Martin Désilets, Les tableaux réunis — Yannick Marcoux

[Winter 2022]

Martin Désilets, Les tableaux réunis
By Yannick Marcoux

Musée d’art de Joliette
19.06.2021— 6.09.2021

In a poem in his L’art poétique, Nicolas Boileau made a suggestion that has become famous: “Put your work twenty times on the anvil.” It seems that twenty times is not enough for the artist Martin Désilets, who, since 2017, has undertaken to photograph, and then superimpose digitally, all the modern and contempo­rary works in the museums that he visits.

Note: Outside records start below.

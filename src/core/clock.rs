use chrono::{Local, NaiveDate};

/// Source of "today" for the issue date of new invoices.
pub trait Clock {
    fn today(&self) -> NaiveDate;
}

/// The system clock, in the local time zone.
#[derive(Debug, Clone, Copy, Default)]
pub struct SystemClock;

impl Clock for SystemClock {
    fn today(&self) -> NaiveDate {
        Local::now().date_naive()
    }
}

/// A clock frozen on a single date.
#[derive(Debug, Clone, Copy, PartialEq, Eq)]
pub struct FixedClock(NaiveDate);

impl FixedClock {
    pub fn new(date: NaiveDate) -> Self {
        Self(date)
    }
}

impl Clock for FixedClock {
    fn today(&self) -> NaiveDate {
        self.0
    }
}

impl<F> Clock for F
where
    F: Fn() -> NaiveDate,
{
    fn today(&self) -> NaiveDate {
        self()
    }
}
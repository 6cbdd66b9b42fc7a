//! Core invoice type, validation rules, and construction.
//!
//! Each rule lives in its own module and is usable on its own; the
//! [`InvoiceBuilder`] and [`InvoiceFactory`] compose them into the single
//! validated construction path.

mod amount;
mod builder;
mod clock;
pub mod cnpj;
mod dates;
mod description;
mod error;
mod types;

pub use amount::*;
pub use builder::*;
pub use clock::*;
pub use cnpj::{
    cnpj_check_digits, format_cnpj, is_valid_cnpj, strip_cnpj_punctuation, validate_cnpj,
};
pub use dates::*;
pub use description::*;
pub use error::*;
pub use types::*;
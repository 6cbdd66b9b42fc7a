//! Strict `dd/mm/yyyy` calendar dates and the due-date rules built on them.
//!
//! Dates cross the API boundary as strings but are parsed into a
//! [`CalendarDate`] before any comparison or arithmetic happens.

use std::fmt;
use std::str::FromStr;

use chrono::{Datelike, NaiveDate, Weekday};
use serde::{Deserialize, Serialize};

use super::error::{FaturaError, Result};

/// A calendar date rendered and parsed as `dd/mm/yyyy`.
///
/// Parsing never rolls over: `31/02/2022` is rejected instead of becoming
/// a date in March.
#[derive(Debug, Clone, Copy, PartialEq, Eq, PartialOrd, Ord, Hash, Serialize, Deserialize)]
#[serde(try_from = "String", into = "String")]
pub struct CalendarDate(NaiveDate);

impl CalendarDate {
    /// Build a date from year, month and day, `None` if it does not exist.
    pub fn from_ymd(year: i32, month: u32, day: u32) -> Option<Self> {
        if year < 1 {
            return None;
        }
        NaiveDate::from_ymd_opt(year, month, day).map(Self)
    }

    /// The underlying `chrono` date.
    pub fn as_naive(&self) -> NaiveDate {
        self.0
    }

    pub fn weekday(&self) -> Weekday {
        self.0.weekday()
    }

    pub fn is_sunday(&self) -> bool {
        self.weekday() == Weekday::Sun
    }

    /// Signed number of days from `self` to `later` (negative if `later` is earlier).
    pub fn days_until(&self, later: &CalendarDate) -> i64 {
        later.0.signed_duration_since(self.0).num_days()
    }
}

impl From<NaiveDate> for CalendarDate {
    fn from(date: NaiveDate) -> Self {
        Self(date)
    }
}

impl From<CalendarDate> for NaiveDate {
    fn from(date: CalendarDate) -> Self {
        date.0
    }
}

impl FromStr for CalendarDate {
    type Err = FaturaError;

    fn from_str(s: &str) -> Result<Self> {
        // chrono alone would take unpadded or signed fields
        let well_formed = s.len() == 10
            && s.bytes().enumerate().all(|(i, b)| match i {
                2 | 5 => b == b'/',
                _ => b.is_ascii_digit(),
            });
        if !well_formed {
            return Err(FaturaError::InvalidDate);
        }
        let date =
            NaiveDate::parse_from_str(s, "%d/%m/%Y").map_err(|_| FaturaError::InvalidDate)?;
        if date.year() < 1 {
            return Err(FaturaError::InvalidDate);
        }
        Ok(Self(date))
    }
}

impl fmt::Display for CalendarDate {
    fn fmt(&self, f: &mut fmt::Formatter<'_>) -> fmt::Result {
        write!(
            f,
            "{:02}/{:02}/{:04}",
            self.0.day(),
            self.0.month(),
            self.0.year()
        )
    }
}

impl TryFrom<String> for CalendarDate {
    type Error = FaturaError;

    fn try_from(s: String) -> Result<Self> {
        s.parse()
    }
}

impl From<CalendarDate> for String {
    fn from(date: CalendarDate) -> Self {
        date.to_string()
    }
}

/// Parse a strict `dd/mm/yyyy` date.
pub fn parse_date(date: &str) -> Result<CalendarDate> {
    date.parse()
}

/// Whether `date` is a real calendar date in strict `dd/mm/yyyy` form.
///
/// ```
/// use fatura::core::is_valid_date;
///
/// assert!(is_valid_date("29/02/2024"));
/// assert!(!is_valid_date("29/02/2023"));
/// assert!(!is_valid_date("31/02/2022"));
/// ```
pub fn is_valid_date(date: &str) -> bool {
    parse_date(date).is_ok()
}

/// Whether `date` falls on a Sunday.
///
/// This is a query, not a validator: an unparsable date is simply not a Sunday.
pub fn is_sunday(date: &str) -> bool {
    parse_date(date).is_ok_and(|d| d.is_sunday())
}

/// Whether `later` is the same day as `earlier` or after it.
///
/// Malformed input is an error ([`FaturaError::InvalidDate`]), not `false`.
pub fn is_on_or_after(earlier: &str, later: &str) -> Result<bool> {
    let earlier = parse_date(earlier)?;
    let later = parse_date(later)?;
    Ok(earlier.days_until(&later) >= 0)
}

This voracious picture taking is for his project Matière noire, in which each group of a hundred superimposed works constitutes a “state.”

The exhibition Les tableaux réunis at the Musée d’art de Joliette (MAJ) featured three series of Désilets’s works. The first was Matière noire. The second was his most recent project, conceived during a residency at the MAJ, for which he used the same approach, taking as his subject the works in the museum’s permanent collection. The third, Lieux-monuments, was composed of photographs made by pointing a digital camera body, without a lens, at emblematic sites in three cities. Although it differs from the first two series aesthetically, this series is similar in approach and fed into the discursive loop of the works exhibited.

Summary works. Matière noire is the result of a systematic operation. In Désilets’s “states,” the works are accumulated by the hundred and superimposed over each other in a radically revisited approach to archiving. The unnamed works are there, before our eyes, in a palimpsest that jealously preserves the strata of its previous recordings.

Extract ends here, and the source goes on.